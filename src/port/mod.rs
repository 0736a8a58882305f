//! Trait definitions (hexagonal ports). Depend only on domain.
//!
//! # Architecture
//!
//! ```text
//!                    ┌─────────────────────────┐
//!                    │      Application        │
//!     ┌──────────────┤  cache · federation     ├──────────────┐
//!     │              └─────────────────────────┘              │
//!     ▼                         ▼                             ▼
//! ┌─────────┐            ┌─────────────┐              ┌───────────┐
//! │ Engine  │            │  Dataset    │              │  Monitor  │
//! │ (SQLite)│            │  Adapters   │              │   sink    │
//! └─────────┘            └─────────────┘              └───────────┘
//! ```
//!
//! - [`inbound::query`] - the query API and the translator it consumes
//! - [`outbound::engine`] - embedded engine sessions
//! - [`outbound::dataset`] - data sources combined by the federator
//! - [`outbound::monitor`] - operation start/complete reporting

pub mod inbound;
pub mod outbound;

Task details ▸ Look through the material for "inbound". Copy each line that has it.

Answer to the exercise ▸
//! - [`inbound::query`] - the query API and the translator it consumes
pub mod inbound;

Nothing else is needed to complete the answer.